Sekarang gue sudah memasuki bulan ke-7 kehamilan (30weeks preggo). Gue pindah kontrol ke rumah sakit, untuk persiapan lahiran. Gue juga udah nginep lagi di rumah orang tua gue. Selepas bolak-balik pindah itu, setelah 4 bulan ga bisa ke mana-mana (rumah ortu - rumah sendiri 1 bulan - rumah ortu), gue sempat mengalami beberapa hal yang mengharuskan gue untuk bedrest. Ya ngeflek, ya sempet ngira ketuban netes. Tapi alhamdulillah sekarang sudah ngga papa dan baby di dalam perut juga baik-baik aja. Malahan bisa dibilang, baby yang ini, di dalam perut lebih aktif dibanding waktu hamil pertama. Gue benar-benar harus bersyukur sebanyak-banyaknya.
Sebenernya tuh enak, hidup dengan keluarga kecil gue sendiri di rumah terpisah orang tua. Gue optimis banget gue bisa handle semua. Tapi kadang ada masa di mana semuanya tuh kayak capek, berasa monoton, dan jadi ngga kepegang. Sementara gue kepayahan banget. Suami yang capek kerja, anak batita yang lagi aktif-aktifnya, gue yang tenaganya limited parah terlebih lagi hamil. Suami pernah nawarin untuk hire ART aja. Tapi entah kenapa gue selalu merasa ngga sepenuhnya setuju. Entah. Kayak ngga mau ada siapa-siapa lagi aja gitu di rumah. Ujung-ujungnya ya capek sendiri. Karena capek, jadi gampang ketrigger. Ketrigger, jadi marah-marah. Bener lho ternyata, kalo gue lagi ngga mood, rumah kayak hampa, ngga ceria. Ternyata gue beneran jadi seorang ibu.

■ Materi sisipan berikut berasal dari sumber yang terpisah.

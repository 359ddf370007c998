//! Reference regression problem.
//!
//! Three input variables, three samples and a small set of custom
//! functions. Small enough to run in milliseconds, used by `grove demo`
//! and the integration tests.

use ndarray::{Array1, Array2, array};

use crate::error::ConfigResult;
use crate::gp::{EvolutionConfig, Function, InverseSquaredError, PrimitiveSet, builtin};

/// Seed used when none is given.
pub const DEFAULT_SEED: u64 = 12345;

/// `f(a,b,c) = a*b - c`, `g(a,b) = (a+b) + (a-b)`,
/// `h(a,b,c,d) = (a+b) - (c-d)`, `cos`, `sin`; constants 12, 34, 0, 1;
/// three variables; terminal probability 0.1; depth budget 4.
///
/// # Errors
///
/// Never in practice; the parameters are fixed and valid.
pub fn primitives() -> ConfigResult<PrimitiveSet> {
    let functions = vec![
        Function::ternary("f", |a, b, c| a * b - c),
        Function::binary("g", |a, b| (a + b) + (a - b)),
        Function::quaternary("h", |a, b, c, d| (a + b) - (c - d)),
    ]
    .into_iter()
    .chain(["cos", "sin"].into_iter().filter_map(builtin))
    .collect();
    PrimitiveSet::new(functions, vec![12.0, 34.0, 0.0, 1.0], 3, 0.1, 4)
}

/// Inputs `[[1,2,3],[4,5,6],[7,8,9]]` and targets `[6,14,24]`.
#[must_use]
pub fn data() -> (Array2<f64>, Array1<f64>) {
    (
        array![[1.0, 2.0, 3.0], [4.0, 5.0, 6.0], [7.0, 8.0, 9.0]],
        array![6.0, 14.0, 24.0],
    )
}

/// Ten trees, ten generations, crossover 0.9, mutation 0.1.
#[must_use]
pub fn config() -> EvolutionConfig {
    EvolutionConfig::default()
}

/// `Σ 1 / ((output - target)² + 1e-80)`.
#[must_use]
pub fn scorer() -> InverseSquaredError {
    InverseSquaredError::default()
}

Beneran banyak banget latihan-latihan kesabaran di setiap harinya. Latihan mengatur perasaan dan pikiran. Latihan mengeluarkan emosi tanpa ter-trigger maupun men-trigger pasangan/orang lain. Latihan berbesar hati menerima kenyataan yang tidak sesuai ekspektasi.
So much to learn
Sepertinya akan selamanya jadi pembelajaran
Seumur hidup
Dan semua itu sangat butuh energi yang banyak
Memikirkan tentang bagaimana effort-nya gue untuk berpikir positif dan yang baik-baik. Memikirkan tentang bagaimana struggle-nya waktu awal kehamilan sampe sekarang dan insya Allah sampai nanti baby lahir dan seterusnya.
Sepertinya, calon bayi ibuk yang satu ini, bakalan jadi anak yang strong and tough. Yang pantang menyerah menghadapi tantangan sampai berhasil mencapai tujuan. I'm sure of that.
Insya Allah.
Can't wait to see you and meet you in a healthy and perfect shape but, for now, please stay happy and healthy in my tummy, my lovely baby.